In a strong rebuttal of the Republican Party’s nomination of Donald Trump as its presidential nominee, Cornell University Republicans endorsed Libertarian Gary Johnson for president on Friday.
The endorsement comes at a particularly important time for Johnson, who is hoping for a final surge in his national poll numbers to help him clinch the 15 percent he needs to stand alongside Hillary Clinton and Donald Trump in the first presidential debate to be held on September 26 in New York. Over the period of the last month, the Libertarian candidate has seen his poll numbers go steadily up in a number of traditionally conservative states, and while a chance at the White House still remains a long shot for Johnson, he will no doubt be buoyed by the recent endorsement extended to him by Cornell University Republicans.
It is a move both bold and unprecedented, as it is extremely rare for a group affiliated to a political party to endorse a candidate outside the same party. But the 2016 election season has seen a departure from all the tenets that went into defining the contours of the previous American presidential races. Moreover, Donald Trump — not unlike Hillary Clinton — is disliked by a major group of supporters within the ranks of his own party, and considered in this context, the Cornell University Republicans’ endorsement of Gary Johnson could be perceived a further indictment of Trump, and by extension, the current state of affairs at the Republican Party.
— Christopher Tetta (@christetta) September 2, 2016
In a statement that the group released on Friday, the Cornell Republicans slammed Trump’s “visceral rhetoric and angry demeanor,” adding that Gary Johnson represented everything that was core to the Republican values.

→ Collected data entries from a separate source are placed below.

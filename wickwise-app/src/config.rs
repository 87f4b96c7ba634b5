use anyhow::{Context, Result};
use std::{fs, path::Path};
use wickwise_core::WickwiseError;
use wickwise_schemas::{
    file_formats::MaterialFile,
    material::{ComponentCategory, MaterialSpec},
};

pub const SUPPORTED_SCHEMA_VERSION: &str = "1";

/// User-supplied materials loaded from a library directory.
///
/// Files directly in the directory may hold any category. Files inside a
/// category subdirectory (`sample-pad/`, `conjugate-pad/`, `membrane/`,
/// `absorbent-pad/`) may only hold materials of that category.
#[derive(Debug)]
pub struct Library {
    pub materials: Vec<MaterialSpec>,
}

impl Library {
    pub fn load(base_path: &Path) -> Result<Self> {
        println!("Loading material library from '{}'...", base_path.display());

        let mut materials = load_material_files(base_path, None)?;
        for category in ComponentCategory::ALL {
            let dir = base_path.join(category.as_str());
            if dir.is_dir() {
                materials.extend(load_material_files(&dir, Some(category))?);
            }
        }

        println!("Loaded {} custom materials.", materials.len());
        Ok(Self { materials })
    }
}

/// Reads every `*.yaml`/`*.yml` file in one directory, in file-name order.
fn load_material_files(dir_path: &Path, expected: Option<ComponentCategory>) -> Result<Vec<MaterialSpec>> {
    let mut paths = Vec::new();
    for entry in fs::read_dir(dir_path).with_context(|| format!("Failed to read directory: {:?}", dir_path))? {
        let path = entry?.path();
        if path.is_file() && path.extension().map_or(false, |s| s == "yaml" || s == "yml") {
            paths.push(path);
        }
    }
    paths.sort();

    let mut materials = Vec::new();
    for path in paths {
        let content = fs::read_to_string(&path).with_context(|| format!("Failed to read {:?}", path))?;
        let file: MaterialFile =
            serde_yaml::from_str(&content).with_context(|| format!("Failed to parse YAML from {:?}", path))?;
        if file.schema_version != SUPPORTED_SCHEMA_VERSION {
            log::warn!(
                "{:?} declares schema version {}, expected {}",
                path,
                file.schema_version,
                SUPPORTED_SCHEMA_VERSION
            );
        }

        for material in file.materials {
            if let Some(expected) = expected {
                if material.category != expected {
                    return Err(WickwiseError::CategoryMismatch {
                        id: material.material_id,
                        expected,
                        actual: material.category,
                    })
                    .with_context(|| format!("In {:?}", path));
                }
            }
            log::debug!("Library material {} ({}) from {:?}", material.material_id, material.category, path);
            materials.push(material);
        }
    }
    Ok(materials)
}

#[cfg(test)]
mod tests {
    use super::*;
    use std::path::PathBuf;

    fn scratch_dir(name: &str) -> PathBuf {
        let dir = std::env::temp_dir().join(format!("wickwise-library-{}-{}", name, std::process::id()));
        let _ = fs::remove_dir_all(&dir);
        fs::create_dir_all(&dir).unwrap();
        dir
    }

    const MEMBRANE_FILE: &str = r#"
schema_version: "1"
materials:
  - material_id: cn-140-custom
    category: membrane
    manufacturer: In-house
    family: Nitrocellulose
    description: Cast in-house, 140 s
    cost: 0.06
    pore_size_um: 7.5
    flow_time_s: 140
    thickness_um: 140
    porosity: 0.84
    protein_binding_ug_cm2: 1550
    chemical_tags: [blocking-buffer, protein]
"#;

    #[test]
    fn loads_top_level_and_category_directories() {
        let dir = scratch_dir("ok");
        fs::write(dir.join("membranes.yaml"), MEMBRANE_FILE).unwrap();
        fs::create_dir_all(dir.join("membrane")).unwrap();
        fs::write(dir.join("membrane").join("more.yml"), MEMBRANE_FILE.replace("cn-140-custom", "cn-140-b")).unwrap();
        fs::write(dir.join("notes.txt"), "ignored").unwrap();

        let library = Library::load(&dir).unwrap();
        let ids: Vec<&str> = library.materials.iter().map(|m| m.material_id.as_str()).collect();
        assert_eq!(ids, vec!["cn-140-custom", "cn-140-b"]);
    }

    #[test]
    fn wrong_category_directory_is_rejected() {
        let dir = scratch_dir("mismatch");
        fs::create_dir_all(dir.join("absorbent-pad")).unwrap();
        fs::write(dir.join("absorbent-pad").join("oops.yaml"), MEMBRANE_FILE).unwrap();

        let err = Library::load(&dir).unwrap_err();
        assert!(matches!(
            err.downcast_ref::<WickwiseError>(),
            Some(WickwiseError::CategoryMismatch { .. })
        ));
    }
}
//! The mutable design record a caller builds up and hands to the engine.

use crate::{
    environment::{EnvironmentSpec, StorageAge},
    material::ComponentCategory,
    particle::{Concentration, ParticleSpec},
    sample::SampleSpec,
};
use serde::{Deserialize, Serialize};
use std::fmt;

/// The material id chosen for each strip zone.
#[derive(Debug, Clone, PartialEq, Eq, Default, Serialize, Deserialize)]
pub struct ComponentSelection {
    #[serde(rename = "sample-pad", default)]
    pub sample_pad: Option<String>,
    #[serde(rename = "conjugate-pad", default)]
    pub conjugate_pad: Option<String>,
    #[serde(default)]
    pub membrane: Option<String>,
    #[serde(rename = "absorbent-pad", default)]
    pub absorbent_pad: Option<String>,
}

impl ComponentSelection {
    pub fn get(&self, category: ComponentCategory) -> Option<&str> {
        match category {
            ComponentCategory::SamplePad => self.sample_pad.as_deref(),
            ComponentCategory::ConjugatePad => self.conjugate_pad.as_deref(),
            ComponentCategory::Membrane => self.membrane.as_deref(),
            ComponentCategory::AbsorbentPad => self.absorbent_pad.as_deref(),
        }
    }

    fn slot_mut(&mut self, category: ComponentCategory) -> &mut Option<String> {
        match category {
            ComponentCategory::SamplePad => &mut self.sample_pad,
            ComponentCategory::ConjugatePad => &mut self.conjugate_pad,
            ComponentCategory::Membrane => &mut self.membrane,
            ComponentCategory::AbsorbentPad => &mut self.absorbent_pad,
        }
    }

    pub fn set(&mut self, category: ComponentCategory, material_id: impl Into<String>) {
        *self.slot_mut(category) = Some(material_id.into());
    }

    pub fn clear(&mut self, category: ComponentCategory) {
        *self.slot_mut(category) = None;
    }

    /// First category, in flow order, with no material selected.
    pub fn first_missing(&self) -> Option<ComponentCategory> {
        ComponentCategory::ALL
            .into_iter()
            .find(|c| self.get(*c).is_none())
    }
}

#[derive(Debug, Clone, Copy, PartialEq, Eq, Default, Serialize, Deserialize)]
#[serde(rename_all = "snake_case")]
pub enum FlowTarget {
    Fast,
    #[default]
    Medium,
    Slow,
}

/// Desired analytical sensitivity. Drives antibody grade and QC effort in the
/// cost model; the predictor itself does not chase it.
#[derive(Debug, Clone, Copy, PartialEq, Eq, PartialOrd, Ord, Default, Serialize, Deserialize)]
#[serde(rename_all = "snake_case")]
pub enum SensitivityTarget {
    Low,
    Medium,
    #[default]
    High,
    Maximum,
}

impl SensitivityTarget {
    pub fn as_str(&self) -> &'static str {
        match self {
            SensitivityTarget::Low => "low",
            SensitivityTarget::Medium => "medium",
            SensitivityTarget::High => "high",
            SensitivityTarget::Maximum => "maximum",
        }
    }
}

impl fmt::Display for SensitivityTarget {
    fn fmt(&self, f: &mut fmt::Formatter<'_>) -> fmt::Result {
        f.write_str(self.as_str())
    }
}

#[derive(Debug, Clone, Copy, PartialEq, Eq, Default, Serialize, Deserialize)]
#[serde(rename_all = "snake_case")]
pub enum CostPriority {
    Low,
    #[default]
    Medium,
    High,
}

/// Advisory performance goals attached to a design.
#[derive(Debug, Clone, PartialEq, Eq, Default, Serialize, Deserialize)]
pub struct PerformanceTargets {
    #[serde(default)]
    pub flow: FlowTarget,
    #[serde(default)]
    pub sensitivity: SensitivityTarget,
    #[serde(default)]
    pub cost_priority: CostPriority,
}

/// Everything the engine needs to evaluate one strip design.
///
/// The caller owns this record and mutates it through the setters below; the
/// engine only ever borrows it.
#[derive(Debug, Clone, PartialEq, Serialize, Deserialize)]
pub struct DesignState {
    pub components: ComponentSelection,
    pub particle: ParticleSpec,
    pub sample: SampleSpec,
    #[serde(default)]
    pub environment: EnvironmentSpec,
    #[serde(default)]
    pub targets: PerformanceTargets,
}

impl DesignState {
    /// A design with no materials selected yet.
    pub fn new(particle: ParticleSpec, sample: SampleSpec) -> Self {
        Self {
            components: ComponentSelection::default(),
            particle,
            sample,
            environment: EnvironmentSpec::default(),
            targets: PerformanceTargets::default(),
        }
    }

    pub fn select_material(&mut self, category: ComponentCategory, material_id: impl Into<String>) {
        self.components.set(category, material_id);
    }

    pub fn set_particle(&mut self, particle: ParticleSpec) {
        self.particle = particle;
    }

    pub fn set_particle_size(&mut self, size_nm: f64) {
        self.particle.size_nm = size_nm;
    }

    pub fn set_concentration(&mut self, concentration: Concentration) {
        self.particle.concentration = concentration;
    }

    pub fn set_sample(&mut self, sample: SampleSpec) {
        self.sample = sample;
    }

    pub fn set_ph(&mut self, ph: f64) {
        self.sample.ph = ph;
    }

    pub fn set_viscosity(&mut self, viscosity_cp: f64) {
        self.sample.viscosity_cp = viscosity_cp;
    }

    pub fn set_surface_tension(&mut self, surface_tension_mn_m: f64) {
        self.sample.surface_tension_mn_m = surface_tension_mn_m;
    }

    pub fn set_temperature(&mut self, temperature_c: f64) {
        self.environment.temperature_c = temperature_c;
    }

    pub fn set_humidity(&mut self, humidity_pct: f64) {
        self.environment.humidity_pct = humidity_pct;
    }

    pub fn set_storage_age(&mut self, storage_age: Option<StorageAge>) {
        self.environment.storage_age = storage_age;
    }

    pub fn set_sensitivity_target(&mut self, target: SensitivityTarget) {
        self.targets.sensitivity = target;
    }
}
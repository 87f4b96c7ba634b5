//! Qualitative compatibility checks between strip components, the particle
//! label, the sample matrix and the storage environment.
//!
//! Every analyzer starts from a base score, applies additive adjustments,
//! clamps to [0, 100] and then maps the score to a level. Some findings force
//! at most a warning regardless of the score.

use crate::{
    reference::{particle_factors, Strip},
    simulation::scoring::OPTIMAL_PH,
};
use std::collections::BTreeSet;
use wickwise_schemas::{
    compatibility::{CompatibilityEntry, CompatibilityLevel, CompatibilityReport},
    design::{DesignState, SensitivityTarget},
    environment::{EnvironmentSpec, StorageAge},
    material::{ComponentCategory, MaterialSpec},
    particle::{ParticleSpec, ParticleType},
    sample::{SampleSpec, SampleType},
};

pub const GOOD_THRESHOLD: f64 = 85.0;
pub const WARNING_THRESHOLD: f64 = 70.0;

/// Membranes thinner than this need tighter lamination tolerances.
const THIN_MEMBRANE_UM: f64 = 135.0;
const PH_TOLERANCE: f64 = 1.5;
const STABLE_ZETA_MV: f64 = 30.0;

pub fn level_for_score(score: f64) -> CompatibilityLevel {
    if score >= GOOD_THRESHOLD {
        CompatibilityLevel::Good
    } else if score >= WARNING_THRESHOLD {
        CompatibilityLevel::Warning
    } else {
        CompatibilityLevel::Poor
    }
}

/// Accumulates score adjustments and findings for one entry.
struct Assessment {
    score: f64,
    ceiling: CompatibilityLevel,
    details: Vec<String>,
}

impl Assessment {
    fn new(base: f64) -> Self {
        Self {
            score: base,
            ceiling: CompatibilityLevel::Good,
            details: Vec::new(),
        }
    }

    fn pass(&mut self, delta: f64, detail: impl Into<String>) {
        self.score += delta;
        self.details.push(format!("✓ {}", detail.into()));
    }

    fn flag(&mut self, delta: f64, detail: impl Into<String>) {
        self.score += delta;
        self.details.push(format!("⚠ {}", detail.into()));
    }

    fn force_warning(&mut self) {
        self.ceiling = self.ceiling.min(CompatibilityLevel::Warning);
    }

    fn finish(self, title: impl Into<String>, description: &str) -> CompatibilityEntry {
        let score = self.score.clamp(0.0, 100.0);
        let details = if self.details.is_empty() {
            vec!["Standard compatibility expected".to_string()]
        } else {
            self.details
        };
        CompatibilityEntry {
            title: title.into(),
            description: description.to_string(),
            score,
            level: level_for_score(score).min(self.ceiling),
            details,
        }
    }
}

fn ratio(a: Option<f64>, b: Option<f64>) -> Option<f64> {
    match (a, b) {
        (Some(a), Some(b)) if a > 0.0 && b > 0.0 => Some(a.max(b) / a.min(b)),
        _ => None,
    }
}

/// Scores the interface between two adjacent strip materials.
///
/// Symmetric: swapping `a` and `b` changes only the title.
pub fn analyze_pair_compatibility(a: &MaterialSpec, b: &MaterialSpec) -> CompatibilityEntry {
    let mut assessment = Assessment::new(85.0);

    if let Some(pore_ratio) = ratio(a.pore_size_um, b.pore_size_um) {
        if pore_ratio < 2.0 {
            assessment.pass(10.0, "Good pore size matching");
        } else if pore_ratio > 5.0 {
            assessment.flag(-15.0, format!("Large pore size mismatch ({:.1}x)", pore_ratio));
            assessment.force_warning();
        }
    }

    if let Some(flow_ratio) = ratio(a.flow_time_s, b.flow_time_s) {
        if flow_ratio < 1.5 {
            assessment.pass(5.0, "Flow rates are compatible");
        } else if flow_ratio > 3.0 {
            assessment.flag(-10.0, format!("Flow rates differ by {:.1}x, fluid may pool at the junction", flow_ratio));
        }
    }

    let tags_a: BTreeSet<&str> = a.chemical_tags.iter().map(String::as_str).collect();
    let tags_b: BTreeSet<&str> = b.chemical_tags.iter().map(String::as_str).collect();
    let shared: Vec<&str> = tags_a.intersection(&tags_b).copied().collect();
    if !shared.is_empty() {
        assessment.pass(3.0, format!("Shared chemistry: {}", shared.join(", ")));
    }

    assessment.finish(
        format!("{} ↔ {}", a.category.display_name(), b.category.display_name()),
        "Interface compatibility analysis",
    )
}

pub fn analyze_particle_sample(particle: &ParticleSpec, sample: &SampleSpec) -> CompatibilityEntry {
    let mut assessment = Assessment::new(80.0);

    let interference = match (&sample.sample_type, &particle.particle_type) {
        (SampleType::Blood, ParticleType::GoldNano) => {
            Some((-10.0, "Blood components may interfere with gold nanoparticles"))
        }
        (SampleType::Serum | SampleType::Plasma, ParticleType::LatexBeads) => {
            Some((-5.0, "Serum proteins can adsorb onto latex surfaces"))
        }
        (SampleType::Blood, ParticleType::MagneticBeads) => {
            Some((-5.0, "Iron in hemoglobin can confound magnetic readout"))
        }
        _ => None,
    };
    if let Some((delta, detail)) = interference {
        assessment.flag(delta, detail);
        assessment.force_warning();
    }

    if (sample.ph - OPTIMAL_PH).abs() > PH_TOLERANCE {
        assessment.flag(-15.0, "pH may affect particle stability");
        assessment.force_warning();
    } else {
        assessment.pass(5.0, "pH is optimal for particle stability");
    }

    if particle.zeta_potential_mv.abs() > STABLE_ZETA_MV {
        assessment.pass(5.0, format!("Colloid is charge-stabilised ({} mV)", particle.zeta_potential_mv));
    }

    if sample.ionic_strength_mm > particle.aggregation_threshold_mm {
        assessment.flag(
            -10.0,
            format!(
                "Ionic strength {} mM exceeds the {} mM aggregation threshold",
                sample.ionic_strength_mm, particle.aggregation_threshold_mm
            ),
        );
    }

    assessment.finish(
        "Particle-Sample Compatibility",
        "Analysis of particle behavior in sample matrix",
    )
}

fn storage_penalty(storage_age: StorageAge) -> f64 {
    match storage_age {
        StorageAge::Fresh => 0.0,
        StorageAge::Week => -2.0,
        StorageAge::Month => -5.0,
        StorageAge::Year => -12.0,
    }
}

pub fn analyze_environment(environment: &EnvironmentSpec, particle: &ParticleSpec) -> CompatibilityEntry {
    let mut assessment = Assessment::new(85.0);

    let temperature = environment.temperature_c;
    if temperature < 15.0 {
        assessment.flag(-20.0, "Low temperature slows reaction kinetics");
        assessment.force_warning();
    } else if temperature > 35.0 {
        assessment.flag(-15.0, "High temperature may reduce antibody binding");
        assessment.force_warning();
    } else {
        assessment.pass(10.0, "Temperature is in optimal range");
    }

    let humidity = environment.humidity_pct;
    if (30.0..=70.0).contains(&humidity) {
        assessment.pass(5.0, "Humidity is in the normal operating range");
    } else {
        assessment.flag(-10.0, format!("Humidity of {}% affects pad wetting and drying", humidity));
    }

    if let Some(storage_age) = environment.storage_age {
        let penalty = storage_penalty(storage_age);
        if penalty < 0.0 {
            assessment.flag(penalty, format!("Strips stored for a {}", storage_age));
        }
        if storage_age.months() > particle.shelf_life_months {
            assessment.flag(
                -10.0,
                format!(
                    "Storage exceeds the {}-month shelf life of {}",
                    particle.shelf_life_months, particle.particle_type
                ),
            );
        }
    }

    assessment.finish("Temperature Effect", "Impact of temperature and storage on assay performance")
}

pub fn analyze_manufacturing(design: &DesignState, strip: &Strip<'_>) -> CompatibilityEntry {
    let mut assessment = Assessment::new(95.0);

    if particle_factors(&design.particle.particle_type).specialized_handling {
        assessment.flag(-15.0, format!("{} need specialised conjugation and handling", design.particle.particle_type));
    }
    if let Some(thickness) = strip.membrane.thickness_um {
        if thickness < THIN_MEMBRANE_UM {
            assessment.flag(-10.0, format!("{} µm membrane needs tight lamination tolerances", thickness));
        }
    }
    if design.targets.sensitivity == SensitivityTarget::Maximum {
        assessment.flag(-10.0, "Maximum sensitivity target narrows process windows");
    }

    assessment.finish("Manufacturability", "Ease of scale-up for this design")
}

/// Full report: the three adjacent material interfaces in flow order, then
/// particle/sample, environment and manufacturing.
pub fn analyze_compatibility(design: &DesignState, strip: &Strip<'_>) -> CompatibilityReport {
    let flow_order: Vec<&MaterialSpec> = strip.iter().map(|(_, material)| material).collect();
    let mut report: CompatibilityReport = flow_order
        .windows(2)
        .map(|pair| analyze_pair_compatibility(pair[0], pair[1]))
        .collect();

    report.push(analyze_particle_sample(&design.particle, &design.sample));
    report.push(analyze_environment(&design.environment, &design.particle));
    report.push(analyze_manufacturing(design, strip));

    log::debug!(
        "Compatibility: {}",
        report
            .iter()
            .map(|e| format!("{}={:.0}", e.title, e.score))
            .collect::<Vec<_>>()
            .join(", ")
    );
    debug_assert_eq!(report.len(), ComponentCategory::ALL.len() + 2);
    report
}

#[cfg(test)]
mod tests {
    use super::*;
    use crate::reference::{particle_defaults, sample_defaults, ReferenceData};

    #[test]
    fn thresholds() {
        assert_eq!(level_for_score(85.0), CompatibilityLevel::Good);
        assert_eq!(level_for_score(84.9), CompatibilityLevel::Warning);
        assert_eq!(level_for_score(70.0), CompatibilityLevel::Warning);
        assert_eq!(level_for_score(69.9), CompatibilityLevel::Poor);
    }

    #[test]
    fn glass_fiber_pads_match_well() {
        let reference = ReferenceData::builtin();
        let sample_pad = reference
            .get_material(ComponentCategory::SamplePad, "glass-fiber-standard")
            .unwrap();
        let conjugate = reference
            .get_material(ComponentCategory::ConjugatePad, "glass-fiber")
            .unwrap();
        let entry = analyze_pair_compatibility(sample_pad, conjugate);
        // pores 25/20, flow 65/40 = 1.625, shared surfactant
        assert_eq!(entry.score, 98.0);
        assert_eq!(entry.level, CompatibilityLevel::Good);
        assert_eq!(entry.title, "Sample Pad ↔ Conjugate Pad");
    }

    #[test]
    fn large_pore_mismatch_caps_level_at_warning() {
        let reference = ReferenceData::builtin();
        let mut coarse = reference
            .get_material(ComponentCategory::ConjugatePad, "glass-fiber")
            .unwrap()
            .clone();
        coarse.pore_size_um = Some(60.0);
        coarse.flow_time_s = Some(110.0);
        let membrane = reference
            .get_material(ComponentCategory::Membrane, "hi-flow-plus-120")
            .unwrap();
        let entry = analyze_pair_compatibility(&coarse, membrane);
        // 85 - 15 + 5 + 3
        assert_eq!(entry.score, 78.0);
        assert_eq!(entry.level, CompatibilityLevel::Warning);
    }

    #[test]
    fn absorbent_pair_without_pore_data() {
        let reference = ReferenceData::builtin();
        let membrane = reference
            .get_material(ComponentCategory::Membrane, "prima-40")
            .unwrap();
        let cotton = reference
            .get_material(ComponentCategory::AbsorbentPad, "cotton")
            .unwrap();
        let entry = analyze_pair_compatibility(membrane, cotton);
        assert_eq!(entry.score, 85.0);
        assert_eq!(entry.details, vec!["Standard compatibility expected".to_string()]);
    }

    #[test]
    fn blood_with_gold_is_a_warning() {
        let particle = particle_defaults(&ParticleType::GoldNano);
        let sample = sample_defaults(&SampleType::Blood);
        let entry = analyze_particle_sample(&particle, &sample);
        // 80 - 10 + 5 + 5
        assert_eq!(entry.score, 80.0);
        assert_eq!(entry.level, CompatibilityLevel::Warning);
    }

    #[test]
    fn forced_warning_never_upgrades_a_poor_score() {
        let particle = particle_defaults(&ParticleType::Other("unknown".to_string()));
        let mut sample = sample_defaults(&SampleType::Water);
        sample.ph = 3.0;
        sample.ionic_strength_mm = 500.0;
        let entry = analyze_particle_sample(&particle, &sample);
        // 80 - 15 - 10
        assert_eq!(entry.score, 55.0);
        assert_eq!(entry.level, CompatibilityLevel::Poor);
    }

    #[test]
    fn year_old_quantum_dots_exceed_shelf_life() {
        let particle = particle_defaults(&ParticleType::QuantumDots);
        let environment = EnvironmentSpec {
            temperature_c: 25.0,
            humidity_pct: 50.0,
            storage_age: Some(StorageAge::Year),
        };
        let entry = analyze_environment(&environment, &particle);
        // 85 + 10 + 5 - 12; 12 months is not beyond a 12-month shelf life
        assert_eq!(entry.score, 88.0);

        let particle = particle_defaults(&ParticleType::Other("unknown".to_string()));
        let mut short_lived = particle;
        short_lived.shelf_life_months = 6.0;
        let entry = analyze_environment(&environment, &short_lived);
        assert_eq!(entry.score, 78.0);
    }

    #[test]
    fn report_has_six_entries_in_order() {
        let reference = ReferenceData::builtin();
        let design = reference.default_design();
        let strip = reference.resolve_strip(&design.components).unwrap();
        let report = analyze_compatibility(&design, &strip);
        let titles: Vec<&str> = report.iter().map(|e| e.title.as_str()).collect();
        assert_eq!(
            titles,
            vec![
                "Sample Pad ↔ Conjugate Pad",
                "Conjugate Pad ↔ Membrane",
                "Membrane ↔ Absorbent Pad",
                "Particle-Sample Compatibility",
                "Temperature Effect",
                "Manufacturability",
            ]
        );
    }

    #[test]
    fn thin_membrane_and_maximum_target_lower_manufacturability() {
        let reference = ReferenceData::builtin();
        let mut design = reference.default_design();
        design.select_material(ComponentCategory::Membrane, "prima-40");
        design.set_sensitivity_target(SensitivityTarget::Maximum);
        let strip = reference.resolve_strip(&design.components).unwrap();
        assert_eq!(analyze_manufacturing(&design, &strip).score, 75.0);
    }
}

“This election’s unprecedented nature has made blind commitment to our Party unpalatable. The Cornell Republicans cannot, in good faith, endorse our party’s nominee. Mr. Trump should not be the face of American conservatism. Instead, we are proud to endorse the true conservative in this election: Gary Johnson.
“Governor Johnson’s commitment to fiscal conservatism is unparalleled. Governing a blue state, he shrunk the size of the government, balanced the state’s budget, and never increased taxes. While we do not agree with all of his positions, we firmly support his devotion to free trade, states’ rights, and other conservative principles.
“His straight candor and polite conduct contrast with Mr. Trump’s visceral rhetoric and angry demeanor. When Mr. Trump insults our war heroes, Governor Johnson enjoys high support among active-duty troops. When Secretary Clinton refuses to meet the press, Governor Johnson fields questions on his policy record. He offers real solutions to our country’s problems. Joined by Bill Weld, the former Republican governor of Massachusetts, the Libertarian ticket offers experienced, conservative solutions based on ideas of the free market and limited government.”
Further arguing that American voters — on either side of the major-party spectrum — should reject the “lesser of the two evils” theory, the Cornell Republicans said in the statement that they will push all their weight behind helping Gary Johnson reach the 15 percent figure before the first presidential debate.
This is not the first time that a group of Republicans at a major university have refused to endorse Donald Trump, although it is the first time that a University group affiliated to a major party has endorsed a third-party candidate. Last month, Harvard University Republicans had refused to rally behind Trump, citing pretty much the same reasons given by their Cornell counterparts, as reported by Bloomberg. That group had gone so far as to suggest that endorsing or voting for Trump was akin to posing a “threat on the survival of the [American] republic.”
The Cornell endorsement is set to boost Gary Johnson, who, as latest polls show, is not faring badly against Hillary Clinton and Donald Trump, and if things turn out the way the Libertarian candidate would want in the next couple of weeks, we might be seeing three presidential candidates battle it out in the last week of September.